Needless to say, Howard Keel (born Herold Clifton Keel) did not have the sort of childhood one would imagine for the man who would grow up to play the leading man in many of MGM’s Technicolor musicals. After his father’s death, he fell into a depression, became an apathetic student and started smoking and drinking at a very young age.  When he was fifteen, he was cutting through a neighbor’s yard on his way to school when their teenage son befriended him. As they walked together, Chuck asked him, “What’s wrong with your teeth?” Confused, Keel asked what he meant. “Your teeth are green! Don’t you ever wash your teeth? You’ll never get a girl with teeth like that!” For the next year, Chuck became a mentor to the lonely youth, teaching him good grooming habits, encouraging him to stop slacking when it came to schoolwork and including him in his social circle.

Howard’s life changed again when his mother sold their four-room house, furnishings included, for $400 and decided to make the trip from Illinois to California. Driving through the Midwest during the dust bowl was a hellish experience, especially once they reached New Mexico. Chugging along at 20 miles of hour through the heat, wind and billowing dirt, Keel marveled that their poor old Ford didn’t fall apart. Once they reached their destination, his mother managed to buy a new house, found a job working as a cook and sent Howard to Fallbrook High School. Now sixteen, he was tall, skinny and awkward but at least now he knew to keep his teeth clean! Howard made a few friends in his new school but he had a bitter streak like his father and sometimes made the mistake of taking his pain out on others. “I was mean and rebellious and had a terrible temper…I would have stayed in that narrow kind of life if I hadn’t discovered art. Music changed me completely,” he later said.

One day after graduating High School, Keel was hanging out with a couple buddies, having some drinks and listening to the football game. Their landlady sat down at the piano and one of the fellows asked him to sing. Because he had some liquid courage in him, he wasn’t bashful about belting out ‘In the Still of the Night’ to the landlady’s accompaniment. When the song came to a close she complimented him on his fine voice. “You should study,” she said, “Where would I do that?” he wanted to know. Mom Ryder, as the boys called her, suggested a place for him to go, and he took his first lesson for 25 cents. Not long after, he landed a job as a singing busboy. He liked the job but not the head busboy who would boss him around. One day his temper got the best of him. When the head busboy told him to “get the lead out,” he threw two pitchers of water against the wall and said, “You can take the pitchers and this job and you know where you can put them!” Just like that he quit and never even went back for his last paycheck.

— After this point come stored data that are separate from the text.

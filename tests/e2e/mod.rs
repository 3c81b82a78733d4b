//! 场景筛选端到端测试
//!
//! 通过服务入口覆盖完整的业务流程：
//! - 外部目录场景的批量导入筛选
//! - 本地库场景的清理筛选
//! - 规则编辑与同步

pub mod data;
pub mod suites;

After that Howard became an airplane mechanic. When World War II started, he was unable to enlist, even though he wanted to. He felt that at least he was doing something useful working for the Douglas Aircraft Company. Keel continued his music lessons and used his operatic pipes to woo a certain young lady, a showgirl named

Rosemary Randall. It must have worked because she fell madly in love with him. Soon after they started dating, his company offered him a better paying position if he would agree to move to Detroit. When he told her he was leaving in a few days, she started crying. “I just found you and now you’re leaving me?”she sobbed. He impulsively proposed marriage. The young couple had to move a few different times that year, but they enjoyed attending shows together in their spare time. While he didn’t quit his day job quite yet, Howard had begun to perform and was quickly receiving recognition for his powerful voice. Once he signed with N.C.A.C., an opera concert management group, he was asked to audition for the great Oscar Hammerstein!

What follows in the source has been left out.